I’m fascinated by all sorts of different things in the built environment from architecture to infrastructure, and also smaller objects like film cameras, clocks, furniture and fountain pens. Anything that combines great engineering, performance, style, rich materiality and exquisite craft. I love a good apparatus, too. Everything that executes a specific task efficiently and flawlessly, whether it’s a gigantic tunnel boring machine or the awesome corkscrew I have, is captivating. Architecturally, I was first interested in the gothic buildings at Princeton and then discovered some of the British minimalists in high school. But above all, I’m inspired by different places and the people that inhabit them.
What is the best part of your job?
I get to solve difficult problems every day. Labs are great projects for expanding your skillset because everything is so demanding, from the MEPFP systems to the finishes. I feel like after the Boston University CILSE project I can coordinate anything. I’ve gotten to learn a lot about lab design in a relatively short amount of time.
What is the most important thing you’ve learned so far?
I’ve learned that being a good architect isn’t just about knowing things, because we handle way too much to know everything. The best skill is to be effective at solving problems we know little about and the ability to learn on the fly and manage our consultants and subcontractors in a way that leverages their expertise.
The sky is the limit: if you could design or redesign anything, what would it be?

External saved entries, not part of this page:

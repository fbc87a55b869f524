//! The corridor-routed level generator.

use log::debug;

use crate::error::GenerationError;
use crate::level::{Level, LevelBuilder};
use crate::params::LevelParameters;
use crate::rng::SeedChain;

use super::plan::LevelPlan;
use super::{LevelGenerator, prune, rooms, routing};

/// Generates a level of walled rooms joined by corridors routed along
/// the minimum spanning tree of their pairwise shortest paths.
///
/// Corridors carve straight through the wall ring of the rooms they
/// connect, so no separate door pass is needed.
pub struct RandomLevelGenerator {
    builder: LevelBuilder,
    params: LevelParameters,
    plan: LevelPlan,
    seeds: SeedChain,
}

impl RandomLevelGenerator {
    pub fn new(builder: LevelBuilder) -> Self {
        Self {
            builder,
            params: LevelParameters::default(),
            plan: LevelPlan::default(),
            seeds: SeedChain::default(),
        }
    }

    /// The most recently generated level.
    pub fn level(&self) -> &Level {
        self.builder.level()
    }

    pub fn builder(&self) -> &LevelBuilder {
        &self.builder
    }

    /// Seed used by the most recent run.
    pub fn seed(&self) -> u32 {
        self.seeds.seed()
    }

    /// Seed the next run will use, if already determined.
    pub fn next_seed(&self) -> Option<u32> {
        self.seeds.next()
    }

    /// Pin the next run's seed; `None` reverts to entropy.
    pub fn set_next_seed(&mut self, seed: Option<u32>) {
        self.seeds.set_next(seed);
    }
}

impl Default for RandomLevelGenerator {
    fn default() -> Self {
        Self::new(LevelBuilder::new())
    }
}

impl LevelGenerator for RandomLevelGenerator {
    fn generate(&mut self) -> Result<(), GenerationError> {
        let mut rng = self.seeds.begin_run();
        debug!("generating level, seed {}", self.seeds.seed());

        self.builder.clear();
        self.plan.clear();

        if self.params.width <= 0 || self.params.height <= 0 {
            return Ok(());
        }

        self.plan.build_cell_graph(&self.params)?;
        rooms::fill_walls(&mut self.builder, &self.params);
        rooms::place_rooms(&mut self.plan, &mut self.builder, &self.params, &mut rng);

        // With one room or none there is nothing to route; the carved
        // field is the result.
        if self.plan.rooms.len() <= 1 {
            return Ok(());
        }

        rooms::contract_rooms(&mut self.plan, &self.builder)?;
        routing::route_hallways(&mut self.plan, &mut self.builder)?;
        prune::prune_dead_ends(&mut self.plan, &mut self.builder);

        Ok(())
    }

    fn set_parameters(&mut self, params: LevelParameters) {
        self.params = params;
    }

    fn parameters(&self) -> LevelParameters {
        self.params
    }
}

Right now there is nothing I want more than to redesign Boston’s seaport district. Boston has some of the best 19th century urban design in the world and the seaport doesn’t learn anything from it. Bigger picture, I would like to help change this country’s standard suburban development pattern. I think 20th century “progress” actually did more harm than good for the built environment, and people are realizing that “cities” built around parking minimums and cheap energy are both unsustainable and often undesirable places to live. They are also less affordable for many people due to the resources required, but subsidies hide this. Unfortunately, with a few exceptions, this type of sprawl is the only legal way to develop. Transportation planner Dan Malouff said something that’s always stuck with me – “LEED architecture without good urban design is like cutting down the rainforest using hybrid-powered bulldozers”. LEED is a good start, and we should of course always be focused on more efficient buildings, but I think we need to be just as concentrated on the built environment as a whole and not just our individual projects. I am very optimistic overall, though. There’s never been a better time to work on complex urban architecture.